## WORK ORDER
Every line of the entries below that carries the string "Weight" should be copied.

--- EXTRACTED RECORDS ---

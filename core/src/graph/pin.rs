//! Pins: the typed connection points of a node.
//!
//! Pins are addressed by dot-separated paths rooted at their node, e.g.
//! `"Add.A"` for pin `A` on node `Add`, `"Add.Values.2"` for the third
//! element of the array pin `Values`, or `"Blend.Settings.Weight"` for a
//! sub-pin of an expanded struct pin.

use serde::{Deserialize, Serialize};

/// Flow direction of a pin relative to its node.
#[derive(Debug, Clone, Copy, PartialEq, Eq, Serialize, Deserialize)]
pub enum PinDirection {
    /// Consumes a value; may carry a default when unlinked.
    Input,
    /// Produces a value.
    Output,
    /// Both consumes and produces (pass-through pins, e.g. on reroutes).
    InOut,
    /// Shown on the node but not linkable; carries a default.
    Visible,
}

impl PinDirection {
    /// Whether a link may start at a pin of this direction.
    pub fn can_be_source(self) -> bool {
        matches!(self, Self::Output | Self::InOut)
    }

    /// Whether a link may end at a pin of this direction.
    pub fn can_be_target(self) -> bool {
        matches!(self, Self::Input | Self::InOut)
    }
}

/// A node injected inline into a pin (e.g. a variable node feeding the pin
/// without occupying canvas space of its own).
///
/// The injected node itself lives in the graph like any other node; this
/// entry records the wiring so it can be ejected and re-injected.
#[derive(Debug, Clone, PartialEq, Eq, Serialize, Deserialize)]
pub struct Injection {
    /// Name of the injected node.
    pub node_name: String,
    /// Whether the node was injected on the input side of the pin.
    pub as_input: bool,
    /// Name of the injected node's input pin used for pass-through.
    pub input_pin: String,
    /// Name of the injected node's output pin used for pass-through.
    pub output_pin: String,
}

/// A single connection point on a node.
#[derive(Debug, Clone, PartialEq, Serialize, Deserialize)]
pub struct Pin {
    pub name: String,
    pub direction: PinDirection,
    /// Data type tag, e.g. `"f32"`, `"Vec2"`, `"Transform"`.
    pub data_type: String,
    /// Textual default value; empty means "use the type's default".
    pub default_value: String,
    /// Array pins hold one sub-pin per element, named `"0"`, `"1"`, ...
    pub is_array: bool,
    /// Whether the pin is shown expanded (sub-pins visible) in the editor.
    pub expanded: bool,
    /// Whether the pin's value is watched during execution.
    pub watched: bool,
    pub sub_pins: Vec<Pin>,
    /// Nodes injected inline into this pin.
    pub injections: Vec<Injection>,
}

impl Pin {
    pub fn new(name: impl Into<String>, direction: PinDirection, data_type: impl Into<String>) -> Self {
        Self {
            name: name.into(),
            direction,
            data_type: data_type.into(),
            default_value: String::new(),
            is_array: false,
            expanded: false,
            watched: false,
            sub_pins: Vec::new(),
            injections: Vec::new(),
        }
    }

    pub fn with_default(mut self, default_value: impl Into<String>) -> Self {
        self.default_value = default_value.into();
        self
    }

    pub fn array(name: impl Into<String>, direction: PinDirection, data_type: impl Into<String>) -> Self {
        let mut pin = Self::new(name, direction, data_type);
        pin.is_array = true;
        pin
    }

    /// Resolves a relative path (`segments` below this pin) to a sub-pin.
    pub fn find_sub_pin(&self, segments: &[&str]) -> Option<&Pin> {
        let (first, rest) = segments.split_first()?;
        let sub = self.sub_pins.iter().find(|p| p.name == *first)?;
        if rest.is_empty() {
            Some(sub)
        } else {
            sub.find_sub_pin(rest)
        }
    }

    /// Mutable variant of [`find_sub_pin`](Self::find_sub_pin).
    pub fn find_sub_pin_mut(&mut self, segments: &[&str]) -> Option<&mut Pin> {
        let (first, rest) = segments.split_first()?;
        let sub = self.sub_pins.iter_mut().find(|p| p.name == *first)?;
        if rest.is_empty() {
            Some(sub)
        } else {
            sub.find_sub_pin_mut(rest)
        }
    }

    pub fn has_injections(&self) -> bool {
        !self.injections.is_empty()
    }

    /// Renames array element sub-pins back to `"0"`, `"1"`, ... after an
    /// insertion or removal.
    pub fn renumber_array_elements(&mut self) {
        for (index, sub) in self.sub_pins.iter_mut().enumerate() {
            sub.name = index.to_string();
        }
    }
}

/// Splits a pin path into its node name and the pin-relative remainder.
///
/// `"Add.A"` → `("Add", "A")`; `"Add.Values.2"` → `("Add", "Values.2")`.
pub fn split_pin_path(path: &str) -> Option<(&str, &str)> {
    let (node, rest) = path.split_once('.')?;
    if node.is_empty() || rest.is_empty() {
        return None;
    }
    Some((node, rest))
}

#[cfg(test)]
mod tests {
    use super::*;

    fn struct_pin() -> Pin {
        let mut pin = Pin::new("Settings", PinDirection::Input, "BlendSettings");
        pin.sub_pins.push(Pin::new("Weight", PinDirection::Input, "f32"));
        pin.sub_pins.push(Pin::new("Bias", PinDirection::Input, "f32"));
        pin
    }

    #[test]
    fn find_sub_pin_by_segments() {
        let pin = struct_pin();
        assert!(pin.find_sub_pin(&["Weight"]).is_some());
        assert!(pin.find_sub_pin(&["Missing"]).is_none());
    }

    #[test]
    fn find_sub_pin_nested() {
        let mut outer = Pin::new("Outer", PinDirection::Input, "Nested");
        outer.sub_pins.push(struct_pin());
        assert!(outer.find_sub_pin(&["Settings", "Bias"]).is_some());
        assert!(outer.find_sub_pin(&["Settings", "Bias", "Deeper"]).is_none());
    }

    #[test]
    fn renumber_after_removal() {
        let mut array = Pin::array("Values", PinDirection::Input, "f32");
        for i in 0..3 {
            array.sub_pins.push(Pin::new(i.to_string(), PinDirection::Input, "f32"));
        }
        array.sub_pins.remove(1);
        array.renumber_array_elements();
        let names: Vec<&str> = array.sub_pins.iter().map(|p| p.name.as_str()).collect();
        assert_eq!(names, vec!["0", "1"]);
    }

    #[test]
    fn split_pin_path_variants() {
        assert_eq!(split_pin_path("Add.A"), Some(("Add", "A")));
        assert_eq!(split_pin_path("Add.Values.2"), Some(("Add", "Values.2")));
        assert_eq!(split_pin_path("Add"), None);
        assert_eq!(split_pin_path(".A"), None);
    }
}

---

## TASK ANSWER
//! element of the array pin `Values`, or `"Blend.Settings.Weight"` for a
        pin.sub_pins.push(Pin::new("Weight", PinDirection::Input, "f32"));
        assert!(pin.find_sub_pin(&["Weight"]).is_some());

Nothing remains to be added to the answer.